Cardiac function requires continuous high levels of energy, and so iron, a critical player in mitochondrial respiration, is an important component of the heart. Hearts from Fe-57-enriched mice were evaluated by Mossbauer spectroscopy. Spectra consisted of a sextet and two quadrupole doublets. One doublet was due to residual blood, whereas the other was due to [Fe4S4](2+) clusters and low-spin FeII hemes, most of which were associated with mitochondrial respiration. The sextet was due to ferritin; there was no evidence of hemosiderin, a ferritin decomposition product. Iron from ferritin was nearly absent in young hearts, but increased steadily with age. EPR spectra exhibited signals similar to those of brain, liver, and human cells.
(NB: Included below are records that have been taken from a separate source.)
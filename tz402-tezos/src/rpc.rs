//! Minimal Tezos node RPC client.
//!
//! Only the endpoints needed to query balances, forge, inject and follow
//! manager operations are covered. All calls target the `main` chain.

use std::time::Duration;

use reqwest::{Client, Response};
use serde::de::DeserializeOwned;
use serde::{Deserialize, Serialize};
use serde_with::{DisplayFromStr, serde_as};
use tz402::{Mutez, TezosAddress};
use url::Url;

use crate::ledger::LedgerError;

/// Validation pass holding manager operations (transactions, reveals).
pub const MANAGER_OPERATIONS_PASS: u8 = 3;

/// Header fields of a block.
#[derive(Debug, Clone, PartialEq, Eq, Deserialize)]
pub struct BlockHeader {
    /// Block hash (`B…`).
    pub hash: String,
    /// Block level.
    pub level: u64,
}

/// Limits and fee shared by every manager operation.
#[serde_as]
#[derive(Debug, Clone, PartialEq, Eq, Serialize)]
pub struct ManagerFields {
    /// Account paying the fee.
    pub source: TezosAddress,
    /// Baker fee.
    pub fee: Mutez,
    /// Account counter for this operation.
    #[serde_as(as = "DisplayFromStr")]
    pub counter: u64,
    /// Gas limit.
    #[serde_as(as = "DisplayFromStr")]
    pub gas_limit: u64,
    /// Storage limit in bytes.
    #[serde_as(as = "DisplayFromStr")]
    pub storage_limit: u64,
}

/// Content of a manager operation, in the node's JSON encoding.
#[derive(Debug, Clone, PartialEq, Serialize)]
#[serde(tag = "kind", rename_all = "snake_case")]
pub enum ManagerOperation {
    /// Publishes the source's public key; required once per implicit account.
    Reveal {
        /// Common manager fields.
        #[serde(flatten)]
        fields: ManagerFields,
        /// Base58 public key (`edpk…`, `sppk…`).
        public_key: String,
    },
    /// Transfers native currency, optionally calling an entrypoint.
    Transaction {
        /// Common manager fields.
        #[serde(flatten)]
        fields: ManagerFields,
        /// Amount sent.
        amount: Mutez,
        /// Receiving account or contract.
        destination: TezosAddress,
        /// Entrypoint and Micheline argument.
        #[serde(skip_serializing_if = "Option::is_none")]
        parameters: Option<crate::ledger::ContractCall>,
    },
}

/// An operation as listed in a block, with application results.
#[derive(Debug, Clone, Deserialize)]
pub struct BlockOperation {
    /// Operation hash.
    pub hash: String,
    /// Contents with their metadata.
    #[serde(default)]
    pub contents: Vec<AppliedContent>,
}

/// One content of an included operation.
#[derive(Debug, Clone, Deserialize)]
pub struct AppliedContent {
    /// Operation kind, e.g. `"transaction"`.
    pub kind: String,
    /// Application metadata.
    #[serde(default)]
    pub metadata: Option<ContentMetadata>,
}

/// Metadata of an applied content.
#[derive(Debug, Clone, Deserialize)]
pub struct ContentMetadata {
    /// Result of applying the content.
    #[serde(default)]
    pub operation_result: Option<OperationResult>,
}

/// Application status of a content.
#[derive(Debug, Clone, Deserialize)]
pub struct OperationResult {
    /// `applied`, `failed`, `backtracked` or `skipped`.
    pub status: String,
    /// Protocol errors, when not applied.
    #[serde(default)]
    pub errors: Option<serde_json::Value>,
}

impl BlockOperation {
    /// Returns the first failure among the contents, if any.
    ///
    /// Contents without a result (e.g. missing metadata) are not counted as failures.
    #[must_use]
    pub fn failure(&self) -> Option<String> {
        self.contents.iter().find_map(|content| {
            let result = content.metadata.as_ref()?.operation_result.as_ref()?;
            (result.status != "applied").then(|| {
                let errors = result
                    .errors
                    .as_ref()
                    .map(ToString::to_string)
                    .unwrap_or_default();
                format!("{} {}: {errors}", content.kind, result.status)
            })
        })
    }
}

#[derive(Serialize)]
struct ForgeRequest<'a> {
    branch: &'a str,
    contents: &'a [ManagerOperation],
}

#[serde_as]
#[derive(Deserialize)]
#[serde(transparent)]
struct StringU64(#[serde_as(as = "DisplayFromStr")] u64);

/// HTTP client for a Tezos node.
#[derive(Debug, Clone)]
pub struct TezosRpc {
    http: Client,
    base: Url,
}

impl TezosRpc {
    /// Creates a client for the node at `base`.
    ///
    /// # Errors
    ///
    /// Returns [`LedgerError::Http`] if the HTTP client cannot be built.
    pub fn new(base: Url, timeout: Duration) -> Result<Self, LedgerError> {
        let http = Client::builder().timeout(timeout).build()?;
        Ok(Self::with_client(http, base))
    }

    /// Creates a client reusing an existing `reqwest` client.
    #[must_use]
    pub fn with_client(http: Client, mut base: Url) -> Self {
        if !base.path().ends_with('/') {
            let path = format!("{}/", base.path());
            base.set_path(&path);
        }
        Self { http, base }
    }

    /// Returns the node base URL.
    #[must_use]
    pub const fn base_url(&self) -> &Url {
        &self.base
    }

    fn url(&self, path: &str) -> Result<Url, LedgerError> {
        self.base
            .join(path)
            .map_err(|e| LedgerError::Rpc(format!("invalid RPC path {path}: {e}")))
    }

    async fn get<T: DeserializeOwned>(&self, path: &str) -> Result<T, LedgerError> {
        let response = self.http.get(self.url(path)?).send().await?;
        decode(path, response).await
    }

    async fn post<B: Serialize + ?Sized, T: DeserializeOwned>(
        &self,
        path: &str,
        body: &B,
    ) -> Result<T, LedgerError> {
        let response = self.http.post(self.url(path)?).json(body).send().await?;
        decode(path, response).await
    }

    /// Spendable balance of `address`.
    ///
    /// # Errors
    ///
    /// Returns [`LedgerError`] if the node call fails.
    pub async fn balance(&self, address: &TezosAddress) -> Result<Mutez, LedgerError> {
        self.get(&format!(
            "chains/main/blocks/head/context/contracts/{address}/balance"
        ))
        .await
    }

    /// Current counter of an implicit account.
    ///
    /// # Errors
    ///
    /// Returns [`LedgerError`] if the node call fails.
    pub async fn counter(&self, address: &TezosAddress) -> Result<u64, LedgerError> {
        let counter: StringU64 = self
            .get(&format!(
                "chains/main/blocks/head/context/contracts/{address}/counter"
            ))
            .await?;
        Ok(counter.0)
    }

    /// Revealed public key of an implicit account, `None` if not revealed yet.
    ///
    /// # Errors
    ///
    /// Returns [`LedgerError`] if the node call fails.
    pub async fn manager_key(&self, address: &TezosAddress) -> Result<Option<String>, LedgerError> {
        self.get(&format!(
            "chains/main/blocks/head/context/contracts/{address}/manager_key"
        ))
        .await
    }

    /// Header of the current head block.
    ///
    /// # Errors
    ///
    /// Returns [`LedgerError`] if the node call fails.
    pub async fn head_header(&self) -> Result<BlockHeader, LedgerError> {
        self.get("chains/main/blocks/head/header").await
    }

    /// Forges `contents` on top of `branch`, returning the unsigned bytes as hex.
    ///
    /// # Errors
    ///
    /// Returns [`LedgerError`] if the node refuses to forge.
    pub async fn forge_operations(
        &self,
        branch: &str,
        contents: &[ManagerOperation],
    ) -> Result<String, LedgerError> {
        self.post(
            "chains/main/blocks/head/helpers/forge/operations",
            &ForgeRequest { branch, contents },
        )
        .await
    }

    /// Injects a signed operation, returning its hash.
    ///
    /// # Errors
    ///
    /// Returns [`LedgerError::Rejected`] if the node refuses the operation.
    pub async fn inject_operation(&self, signed_hex: &str) -> Result<String, LedgerError> {
        self.post::<str, String>("injection/operation?chain=main", signed_hex)
            .await
            .map_err(|e| match e {
                LedgerError::Rpc(msg) => LedgerError::Rejected(msg),
                other => other,
            })
    }

    /// Manager operations included in the block at `level`.
    ///
    /// # Errors
    ///
    /// Returns [`LedgerError`] if the node call fails.
    pub async fn manager_operations(&self, level: u64) -> Result<Vec<BlockOperation>, LedgerError> {
        self.get(&format!(
            "chains/main/blocks/{level}/operations/{MANAGER_OPERATIONS_PASS}"
        ))
        .await
    }
}

async fn decode<T: DeserializeOwned>(path: &str, response: Response) -> Result<T, LedgerError> {
    let status = response.status();
    if !status.is_success() {
        let body = response.text().await.unwrap_or_default();
        return Err(LedgerError::Rpc(format!("{path}: {status}: {body}")));
    }
    let bytes = response.bytes().await?;
    serde_json::from_slice(&bytes).map_err(|e| LedgerError::Decode(format!("{path}: {e}")))
}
No age-dependent EPR trends were apparent. Hearts from HFE-/- mice with hemochromatosis contained slightly more iron overall than controls, including more ferritin and less mitochondrial iron; these differences typify slightly older hearts, perhaps reflecting the burden due to this disease. HFE-/- livers were overloaded with ferritin but had low mitochondrial iron levels. IRP2(-/-) hearts contained less ferritin than controls but normal levels of mitochondrial iron. Hearts of young mice born to an iron-deficient mother contained normal levels of mitochondrial iron and no ferritin; the heart from the mother contained low ferritin and normal levels of mitochondrial iron. High-spin FeII ions were nearly undetectable in heart samples; these were evident in brains, livers, and human cells. Previous Mossbauer spectra of unenriched diseased human hearts lacked mitochondrial and blood doublets and included hemosiderin features. This suggests degradation of iron-containing species during sample preparation.